Strengths & Weaknesses
- Freehold tenure in CCR — permanent asset with no lease-decay risk
- 230m walk to Holland Village MRT (Circle Line) — among the closest in D10 freehold
- 800m to Buona Vista MRT interchange (Circle Line + East-West Line)
- Holland Village dining, cafés, Cold Storage and wet market within 5-minute walk
- Boutique 31-unit scale — uncrowded facilities, strong community intimacy
- Chip Bee Gardens conservation enclave provides natural view protection
- Dense cluster of international schools within 1.7 km (Lycée Français, Hollandse, Dover Court)
- Lower entry PSF (~$1,837) versus freehold peers Hyll on Holland and Leedon Green
- Close to one-north / Fusionopolis / Biopolis employment cluster
- Strong expat rental demand from international school families
- Minimal facilities — no tennis court, no substantial clubhouse, basic gym
- Gross yield of 1.71% is low even by CCR freehold standards
- Only 6 recorded sales transactions — thin liquidity, wide bid-ask spreads
- Low en-bloc score (44/100) — boutique scale makes collective sale structurally difficult
- Weekend F&B crowd noise from Holland Village affects street-facing units
- No shuttle bus service — MRT walk is short but fully exposed to weather
- Smaller development means fewer neighbours to share maintenance burden on communal areas
- Investment score of 61/100 and ShiokNest score of 59/100 are modest for CCR
Verdict
Urban Edge @ Holland V is a proposition for a specific type of buyer: one who prioritises address prestige, MRT walkability, freehold tenure, and boutique-scale living above facility breadth or value-for-money per square foot. On those terms, it delivers convincingly. The 230-metre walk to Holland Village MRT is among the shortest in the D10 freehold segment. The surrounding neighbourhood — internationally acclaimed, F&B-rich, school-dense — is self-evidently strong. And the freehold status provides an asset durability that none of the nearby 99-year alternatives can replicate.

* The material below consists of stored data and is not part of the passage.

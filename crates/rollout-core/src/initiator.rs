use crate::control_plane::{ControlPlane, ControlPlaneError};
use crate::error::{Result, RolloutError};
use crate::types::{ServiceRef, SpecId};

/// Point `service` at `spec_id`, always forcing a fresh deployment so an
/// update to an already-active spec is never silently skipped.
pub async fn activate(plane: &dyn ControlPlane, service: &ServiceRef, spec_id: &SpecId) -> Result<()> {
    plane
        .set_active_spec(service, spec_id, true)
        .await
        .map_err(|e| match e {
            ControlPlaneError::Transient(_) => RolloutError::ControlPlane(e),
            other => RolloutError::UpdateRejected {
                service: service.clone(),
                reason: other.to_string(),
            },
        })?;
    tracing::info!(service = %service, spec_id = %spec_id, "activated spec, new deployment forced");
    Ok(())
}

The tension lies in valuation. At S$1,837 psf, Urban Edge sits below Hyll on Holland (S$2,648) and Leedon Green (S$2,784), both freehold peers with larger footprints and better facilities. This discount is partly explained by the lack of communal amenities and the smaller development scale, which limits liquidity. The 1.71% gross yield is modest even for CCR freehold — suggesting the market values it more as a capital-preservation play than an income asset. Investors seeking yield would be better served by D15 or D14 alternatives. But owner-occupiers who place a premium on the Holland Village lifestyle and freehold permanence will find Urban Edge a thoughtfully positioned entry point into one of Singapore’s most enduringly desirable postcodes.

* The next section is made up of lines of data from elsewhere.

use chrono::{DateTime, Utc};
use serde::{Deserialize, Serialize};
use std::fmt;

use crate::error::RolloutError;

// ---------------------------------------------------------------------------
// ServiceRef
// ---------------------------------------------------------------------------

/// Cluster + service identifier. Textual form is `cluster/service`.
#[derive(Debug, Clone, PartialEq, Eq, Hash, PartialOrd, Ord, Serialize, Deserialize)]
pub struct ServiceRef {
    pub cluster: String,
    pub service: String,
}

impl ServiceRef {
    pub fn new(cluster: impl Into<String>, service: impl Into<String>) -> Self {
        Self {
            cluster: cluster.into(),
            service: service.into(),
        }
    }
}

impl fmt::Display for ServiceRef {
    fn fmt(&self, f: &mut fmt::Formatter<'_>) -> fmt::Result {
        write!(f, "{}/{}", self.cluster, self.service)
    }
}

impl std::str::FromStr for ServiceRef {
    type Err = RolloutError;

    fn from_str(s: &str) -> Result<Self, Self::Err> {
        let invalid = || RolloutError::InvalidServiceRef(s.to_string());
        let (cluster, service) = s.split_once('/').ok_or_else(invalid)?;
        let valid_part = |p: &str| {
            !p.is_empty()
                && p
                    .chars()
                    .all(|c| c.is_ascii_alphanumeric() || c == '-' || c == '_' || c == '.')
        };
        if !valid_part(cluster) || !valid_part(service) {
            return Err(invalid());
        }
        Ok(Self::new(cluster, service))
    }
}

// ---------------------------------------------------------------------------
// SpecId
// ---------------------------------------------------------------------------

/// Opaque, store-assigned identifier of a registered workload spec.
#[derive(Debug, Clone, PartialEq, Eq, Hash, PartialOrd, Ord, Serialize, Deserialize)]
#[serde(transparent)]
pub struct SpecId(String);

impl SpecId {
    pub fn new(id: impl Into<String>) -> Self {
        Self(id.into())
    }

    pub fn as_str(&self) -> &str {
        &self.0
    }
}

impl fmt::Display for SpecId {
    fn fmt(&self, f: &mut fmt::Formatter<'_>) -> fmt::Result {
        f.write_str(&self.0)
    }
}

impl From<&str> for SpecId {
    fn from(s: &str) -> Self {
        Self(s.to_string())
    }
}

// ---------------------------------------------------------------------------
// Service status
// ---------------------------------------------------------------------------

#[derive(Debug, Clone, Copy, PartialEq, Eq, Serialize, Deserialize)]
#[serde(rename_all = "SCREAMING_SNAKE_CASE")]
pub enum ServiceState {
    Active,
    Draining,
    Inactive,
}

impl ServiceState {
    pub fn as_str(self) -> &'static str {
        match self {
            ServiceState::Active => "ACTIVE",
            ServiceState::Draining => "DRAINING",
            ServiceState::Inactive => "INACTIVE",
        }
    }
}

impl fmt::Display for ServiceState {
    fn fmt(&self, f: &mut fmt::Formatter<'_>) -> fmt::Result {
        f.write_str(self.as_str())
    }
}

#[derive(Debug, Clone, Copy, PartialEq, Eq, Serialize, Deserialize)]
#[serde(rename_all = "SCREAMING_SNAKE_CASE")]
pub enum DeploymentStatus {
    /// The deployment the control plane treats as authoritative.
    Primary,
    /// A superseded deployment still draining tasks.
    Active,
    Inactive,
}

/// One deployment of a service. Superseded whenever a new rollout starts.
#[derive(Debug, Clone, PartialEq, Serialize, Deserialize)]
pub struct DeploymentRecord {
    pub id: String,
    pub status: DeploymentStatus,
    pub spec_id: SpecId,
    pub running_count: u32,
    pub desired_count: u32,
    pub pending_count: u32,
    pub started_at: DateTime<Utc>,
}

impl DeploymentRecord {
    /// Running matches desired with nothing pending.
    pub fn is_converged(&self) -> bool {
        self.running_count == self.desired_count && self.pending_count == 0
    }
}

/// Externally owned snapshot of a service, fetched fresh on every poll.
#[derive(Debug, Clone, PartialEq, Serialize, Deserialize)]
pub struct ServiceStatus {
    pub service: ServiceRef,
    pub status: ServiceState,
    pub desired_count: u32,
    pub running_count: u32,
    pub pending_count: u32,
    pub active_spec_id: SpecId,
    #[serde(default)]
    pub deployments: Vec<DeploymentRecord>,
}

impl ServiceStatus {
    pub fn primary(&self) -> Option<&DeploymentRecord> {
        self.deployments
            .iter()
            .find(|d| d.status == DeploymentStatus::Primary)
    }
}

// ---------------------------------------------------------------------------
// RolloutOutcome
// ---------------------------------------------------------------------------

/// Outcome of a rollout session.
///
/// Transitions: `Pending → Stable | TimedOut | RolledBack | Failed`, and
/// `TimedOut → RolledBack | Failed` when an operator rolls back after a
/// timeout. `Pending` is the only non-terminal outcome.
#[derive(Debug, Clone, Copy, PartialEq, Eq, Hash, Serialize, Deserialize)]
#[serde(rename_all = "SCREAMING_SNAKE_CASE")]
pub enum RolloutOutcome {
    Pending,
    Stable,
    TimedOut,
    RolledBack,
    Failed,
}

impl RolloutOutcome {
    pub fn as_str(self) -> &'static str {
        match self {
            RolloutOutcome::Pending => "PENDING",
            RolloutOutcome::Stable => "STABLE",
            RolloutOutcome::TimedOut => "TIMED_OUT",
            RolloutOutcome::RolledBack => "ROLLED_BACK",
            RolloutOutcome::Failed => "FAILED",
        }
    }

    pub fn is_terminal(self) -> bool {
        !matches!(self, RolloutOutcome::Pending)
    }

    pub fn can_transition_to(self, next: RolloutOutcome) -> bool {
        use RolloutOutcome::*;
        matches!(
            (self, next),
            (Pending, Stable | TimedOut | RolledBack | Failed) | (TimedOut, RolledBack | Failed)
        )
    }
}

impl fmt::Display for RolloutOutcome {
    fn fmt(&self, f: &mut fmt::Formatter<'_>) -> fmt::Result {
        f.write_str(self.as_str())
    }
}

impl std::str::FromStr for RolloutOutcome {
    type Err = RolloutError;

    fn from_str(s: &str) -> Result<Self, Self::Err> {
        match s.to_ascii_uppercase().replace('-', "_").as_str() {
            "PENDING" => Ok(RolloutOutcome::Pending),
            "STABLE" => Ok(RolloutOutcome::Stable),
            "TIMED_OUT" => Ok(RolloutOutcome::TimedOut),
            "ROLLED_BACK" => Ok(RolloutOutcome::RolledBack),
            "FAILED" => Ok(RolloutOutcome::Failed),
            _ => Err(RolloutError::InvalidOutcome(s.to_string())),
        }
    }
}

// ---------------------------------------------------------------------------
// Tests
// ---------------------------------------------------------------------------

#[cfg(test)]
mod tests {
    use super::*;

    #[test]
    fn service_ref_parses_cluster_and_service() {
        let svc: ServiceRef = "vendor-cluster/vendor-api".parse().unwrap();
        assert_eq!(svc.cluster, "vendor-cluster");
        assert_eq!(svc.service, "vendor-api");
        assert_eq!(svc.to_string(), "vendor-cluster/vendor-api");
    }

    #[test]
    fn service_ref_rejects_malformed_input() {
        for bad in ["", "no-slash", "/svc", "cluster/", "a/b/c", "bad cluster/svc"] {
            assert!(
                matches!(
                    bad.parse::<ServiceRef>(),
                    Err(RolloutError::InvalidServiceRef(_))
                ),
                "expected '{bad}' to be rejected"
            );
        }
    }

    #[test]
    fn outcome_transitions() {
        use RolloutOutcome::*;
        assert!(Pending.can_transition_to(Stable));
        assert!(Pending.can_transition_to(Failed));
        assert!(TimedOut.can_transition_to(RolledBack));
        assert!(TimedOut.can_transition_to(Failed));
        assert!(!Stable.can_transition_to(RolledBack));
        assert!(!RolledBack.can_transition_to(Failed));
        assert!(!TimedOut.can_transition_to(Stable));
        assert!(!Pending.can_transition_to(Pending));
    }

    #[test]
    fn only_pending_is_non_terminal() {
        assert!(!RolloutOutcome::Pending.is_terminal());
        assert!(RolloutOutcome::TimedOut.is_terminal());
        assert!(RolloutOutcome::Failed.is_terminal());
    }

    #[test]
    fn outcome_serializes_screaming_snake() {
        let json = serde_json::to_string(&RolloutOutcome::RolledBack).unwrap();
        assert_eq!(json, "\"ROLLED_BACK\"");
        assert_eq!(
            "timed-out".parse::<RolloutOutcome>().unwrap(),
            RolloutOutcome::TimedOut
        );
    }

    #[test]
    fn primary_lookup_ignores_draining_deployments() {
        let svc = ServiceRef::new("c", "s");
        let record = |id: &str, status, running| DeploymentRecord {
            id: id.into(),
            status,
            spec_id: SpecId::new(format!("fam:{id}")),
            running_count: running,
            desired_count: 2,
            pending_count: 0,
            started_at: Utc::now(),
        };
        let status = ServiceStatus {
            service: svc,
            status: ServiceState::Active,
            desired_count: 2,
            running_count: 3,
            pending_count: 0,
            active_spec_id: SpecId::new("fam:2"),
            deployments: vec![
                record("1", DeploymentStatus::Active, 1),
                record("2", DeploymentStatus::Primary, 2),
            ],
        };
        let primary = status.primary().unwrap();
        assert_eq!(primary.id, "2");
        assert!(primary.is_converged());
    }
}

The low en-bloc score of 44/100 reflects the reality of boutique freehold developments: without a significant land plot or a contiguous site with neighbours, collective sale prospects are structurally constrained. Buyers should view Urban Edge as a long-hold own-stay asset rather than an en-bloc optionality play. On a 10–20 year horizon, the combination of freehold tenure, prime district, and MRT adjacency provides the kind of downside protection that few leasehold alternatives in the same price band can credibly claim.